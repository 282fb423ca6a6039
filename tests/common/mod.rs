//! Shared utilities for integration tests.

#![allow(dead_code)]

use std::collections::HashMap;
use std::net::SocketAddr;
use std::sync::atomic::{AtomicU64, Ordering};
use std::sync::{Arc, Mutex};
use std::time::Duration;

use async_trait::async_trait;
use futures_util::StreamExt;
use metrics::{
    Counter, Gauge, Histogram, HistogramFn, Key, KeyName, Metadata, Recorder, SharedString, Unit,
};
use tokio::net::TcpListener;
use tokio::task::JoinHandle;

use order_gateway::backend::proto::{
    CancelOrderRequest, CancelOrderResponse, GetOrderBookRequest, GetOrderBookResponse,
    ModifyOrderRequest, ModifyOrderResponse, OrderBookEntry, SubmitOrderRequest,
    SubmitOrderResponse, SubscribeTradesRequest, TradeUpdate,
};
use order_gateway::backend::{
    BackendError, BackendStatus, CallContext, ChannelState, OrderBackend, TradeStream,
};
use order_gateway::config::GatewayConfig;
use order_gateway::http::HttpServer;
use order_gateway::lifecycle::Shutdown;
use order_gateway::observability::metrics::GatewayMetrics;
use order_gateway::OrderGateway;

/// A request as the stub backend received it.
#[derive(Debug, Clone, PartialEq)]
pub enum Recorded {
    Submit(SubmitOrderRequest),
    OrderBook(GetOrderBookRequest),
    Cancel(CancelOrderRequest),
    Modify(ModifyOrderRequest),
    Subscribe(SubscribeTradesRequest),
}

/// How the stub fails every call, when it does.
#[derive(Debug, Clone, Copy, PartialEq, Eq)]
pub enum StubFailure {
    Unavailable,
    Internal,
}

/// In-memory order engine with a fixed answer per call.
pub struct StubBackend {
    status: String,
    failure: Option<StubFailure>,
    delay: Option<Duration>,
    trades: Vec<TradeUpdate>,
    stream_error: Option<String>,
    hold_stream_open: bool,
    state: ChannelState,
    calls: Mutex<Vec<Recorded>>,
    contexts: Mutex<Vec<CallContext>>,
    streams_dropped: Arc<AtomicU64>,
}

impl StubBackend {
    /// Answer submit, cancel, and modify with `status`.
    pub fn replying(status: &str) -> Self {
        Self {
            status: status.to_string(),
            failure: None,
            delay: None,
            trades: Vec::new(),
            stream_error: None,
            hold_stream_open: false,
            state: ChannelState::Open,
            calls: Mutex::new(Vec::new()),
            contexts: Mutex::new(Vec::new()),
            streams_dropped: Arc::new(AtomicU64::new(0)),
        }
    }

    pub fn failing(failure: StubFailure) -> Self {
        Self {
            failure: Some(failure),
            ..Self::replying("")
        }
    }

    pub fn with_delay(mut self, delay: Duration) -> Self {
        self.delay = Some(delay);
        self
    }

    pub fn with_trades(mut self, trades: Vec<TradeUpdate>) -> Self {
        self.trades = trades;
        self
    }

    /// End the trade stream with an RPC error after the trades.
    pub fn with_stream_error(mut self, message: &str) -> Self {
        self.stream_error = Some(message.to_string());
        self
    }

    /// Keep the trade stream open after the trades until it is dropped.
    pub fn holding_stream_open(mut self) -> Self {
        self.hold_stream_open = true;
        self
    }

    pub fn with_state(mut self, state: ChannelState) -> Self {
        self.state = state;
        self
    }

    pub fn calls(&self) -> Vec<Recorded> {
        self.calls.lock().unwrap().clone()
    }

    pub fn contexts(&self) -> Vec<CallContext> {
        self.contexts.lock().unwrap().clone()
    }

    pub fn streams_dropped(&self) -> u64 {
        self.streams_dropped.load(Ordering::SeqCst)
    }

    async fn answer(&self, ctx: &CallContext, call: Recorded) -> Result<(), BackendError> {
        self.calls.lock().unwrap().push(call);
        self.contexts.lock().unwrap().push(ctx.clone());
        if let Some(delay) = self.delay {
            tokio::time::sleep(delay).await;
        }
        match self.failure {
            Some(StubFailure::Unavailable) => {
                Err(BackendError::Unavailable("tcp connect error".into()))
            }
            Some(StubFailure::Internal) => Err(BackendError::Rpc {
                code: tonic::Code::Internal,
                message: "engine crashed".into(),
            }),
            None => Ok(()),
        }
    }
}

/// Counts its own drop, standing in for RPC cancellation.
struct DropSignal(Arc<AtomicU64>);

impl Drop for DropSignal {
    fn drop(&mut self) {
        self.0.fetch_add(1, Ordering::SeqCst);
    }
}

#[async_trait]
impl OrderBackend for StubBackend {
    async fn submit_order(
        &self,
        ctx: &CallContext,
        request: SubmitOrderRequest,
    ) -> Result<SubmitOrderResponse, BackendError> {
        self.answer(ctx, Recorded::Submit(request)).await?;
        Ok(SubmitOrderResponse {
            order_id: "1001".into(),
            status: self.status.clone(),
            message: format!("status {}", self.status),
        })
    }

    async fn get_order_book(
        &self,
        ctx: &CallContext,
        request: GetOrderBookRequest,
    ) -> Result<GetOrderBookResponse, BackendError> {
        self.answer(ctx, Recorded::OrderBook(request)).await?;
        Ok(GetOrderBookResponse {
            bids: vec![OrderBookEntry {
                price: 149.5,
                quantity: 200,
            }],
            asks: vec![OrderBookEntry {
                price: 150.25,
                quantity: 75,
            }],
        })
    }

    async fn cancel_order(
        &self,
        ctx: &CallContext,
        request: CancelOrderRequest,
    ) -> Result<CancelOrderResponse, BackendError> {
        self.answer(ctx, Recorded::Cancel(request)).await?;
        Ok(CancelOrderResponse {
            status: self.status.clone(),
            message: String::new(),
        })
    }

    async fn modify_order(
        &self,
        ctx: &CallContext,
        request: ModifyOrderRequest,
    ) -> Result<ModifyOrderResponse, BackendError> {
        self.answer(ctx, Recorded::Modify(request)).await?;
        Ok(ModifyOrderResponse {
            status: self.status.clone(),
            message: String::new(),
        })
    }

    async fn subscribe_trades(
        &self,
        ctx: &CallContext,
        request: SubscribeTradesRequest,
    ) -> Result<TradeStream, BackendError> {
        self.answer(ctx, Recorded::Subscribe(request)).await?;

        let mut items: Vec<Result<TradeUpdate, BackendError>> =
            self.trades.iter().cloned().map(Ok).collect();
        if let Some(message) = &self.stream_error {
            items.push(Err(BackendError::Rpc {
                code: tonic::Code::Internal,
                message: message.clone(),
            }));
        }

        let signal = DropSignal(self.streams_dropped.clone());
        let updates = futures_util::stream::iter(items);
        let stream = if self.hold_stream_open {
            updates.chain(futures_util::stream::pending()).boxed()
        } else {
            updates.boxed()
        };
        Ok(stream
            .map(move |item| {
                let _held = &signal;
                item
            })
            .boxed())
    }

    fn status(&self) -> BackendStatus {
        BackendStatus {
            target: "stub:50051".into(),
            state: self.state,
        }
    }
}

pub fn trade(buy: &str, sell: &str, price: f64, quantity: i32) -> TradeUpdate {
    TradeUpdate {
        buy_order_id: buy.into(),
        sell_order_id: sell.into(),
        price,
        quantity,
        symbol: "AAPL".into(),
        timestamp: "Tue Nov 14 22:13:20 2023\n".into(),
    }
}

#[derive(Default)]
struct SampleCount(AtomicU64);

impl HistogramFn for SampleCount {
    fn record(&self, _value: f64) {
        self.0.fetch_add(1, Ordering::SeqCst);
    }
}

/// Recorder keeping every metric in memory, keyed by name.
#[derive(Default)]
pub struct MemoryRecorder {
    counters: Mutex<HashMap<String, Arc<AtomicU64>>>,
    gauges: Mutex<HashMap<String, Arc<AtomicU64>>>,
    histograms: Mutex<HashMap<String, Arc<SampleCount>>>,
}

impl MemoryRecorder {
    pub fn has_counter(&self, name: &str) -> bool {
        self.counters.lock().unwrap().contains_key(name)
    }

    /// Value of a counter; panics if it was never registered.
    pub fn counter(&self, name: &str) -> u64 {
        self.counters
            .lock()
            .unwrap()
            .get(name)
            .unwrap_or_else(|| panic!("counter {} not registered", name))
            .load(Ordering::SeqCst)
    }

    pub fn gauge(&self, name: &str) -> f64 {
        let bits = self
            .gauges
            .lock()
            .unwrap()
            .get(name)
            .unwrap_or_else(|| panic!("gauge {} not registered", name))
            .load(Ordering::SeqCst);
        f64::from_bits(bits)
    }

    /// Number of samples recorded on a histogram.
    pub fn samples(&self, name: &str) -> u64 {
        self.histograms
            .lock()
            .unwrap()
            .get(name)
            .unwrap_or_else(|| panic!("histogram {} not registered", name))
            .0
            .load(Ordering::SeqCst)
    }
}

impl Recorder for MemoryRecorder {
    fn describe_counter(&self, _key: KeyName, _unit: Option<Unit>, _description: SharedString) {}

    fn describe_gauge(&self, _key: KeyName, _unit: Option<Unit>, _description: SharedString) {}

    fn describe_histogram(&self, _key: KeyName, _unit: Option<Unit>, _description: SharedString) {}

    fn register_counter(&self, key: &Key, _metadata: &Metadata<'_>) -> Counter {
        let inner = self
            .counters
            .lock()
            .unwrap()
            .entry(key.name().to_string())
            .or_default()
            .clone();
        Counter::from_arc(inner)
    }

    fn register_gauge(&self, key: &Key, _metadata: &Metadata<'_>) -> Gauge {
        let inner = self
            .gauges
            .lock()
            .unwrap()
            .entry(key.name().to_string())
            .or_default()
            .clone();
        Gauge::from_arc(inner)
    }

    fn register_histogram(&self, key: &Key, _metadata: &Metadata<'_>) -> Histogram {
        let inner = self
            .histograms
            .lock()
            .unwrap()
            .entry(key.name().to_string())
            .or_default()
            .clone();
        Histogram::from_arc(inner)
    }
}

/// Gateway wired to a backend, with metrics on a fresh in-memory recorder.
pub fn gateway_with(
    backend: Arc<dyn OrderBackend>,
    deadline: Duration,
) -> (Arc<OrderGateway>, Arc<MemoryRecorder>) {
    let recorder = Arc::new(MemoryRecorder::default());
    let metrics = GatewayMetrics::register(recorder.as_ref());
    let gateway = Arc::new(OrderGateway::new(backend, metrics, deadline));
    (gateway, recorder)
}

/// A gateway HTTP server on an ephemeral port.
pub struct TestServer {
    pub addr: SocketAddr,
    pub recorder: Arc<MemoryRecorder>,
    shutdown: Shutdown,
    task: JoinHandle<std::io::Result<()>>,
}

impl TestServer {
    pub fn url(&self, path: &str) -> String {
        format!("http://{}{}", self.addr, path)
    }

    pub fn ws_url(&self, path: &str) -> String {
        format!("ws://{}{}", self.addr, path)
    }

    pub async fn stop(self) {
        self.shutdown.trigger();
        let _ = tokio::time::timeout(Duration::from_secs(5), self.task).await;
    }
}

/// Serve `backend` over HTTP with the default config and given deadline.
pub async fn spawn_server(backend: Arc<dyn OrderBackend>, deadline: Duration) -> TestServer {
    let (gateway, recorder) = gateway_with(backend, deadline);
    let config = GatewayConfig::default();

    let listener = TcpListener::bind("127.0.0.1:0").await.unwrap();
    let addr = listener.local_addr().unwrap();
    let shutdown = Shutdown::new();
    let server = HttpServer::new(&config, gateway);
    let task = tokio::spawn(server.run(listener, shutdown.subscribe()));

    TestServer {
        addr,
        recorder,
        shutdown,
        task,
    }
}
•••••
Try it:
Every line from the top of the material above through the line holding "use futures_util::StreamExt;" should be reproduced word for word, and nothing beyond it.

Solution to the exercise:
repository 282fb423ca6a6039
filename tests/common/mod.rs
//! Shared utilities for integration tests.

#![allow(dead_code)]

use std::collections::HashMap;
use std::net::SocketAddr;
use std::sync::atomic::{AtomicU64, Ordering};
use std::sync::{Arc, Mutex};
use std::time::Duration;

use async_trait::async_trait;
use futures_util::StreamExt;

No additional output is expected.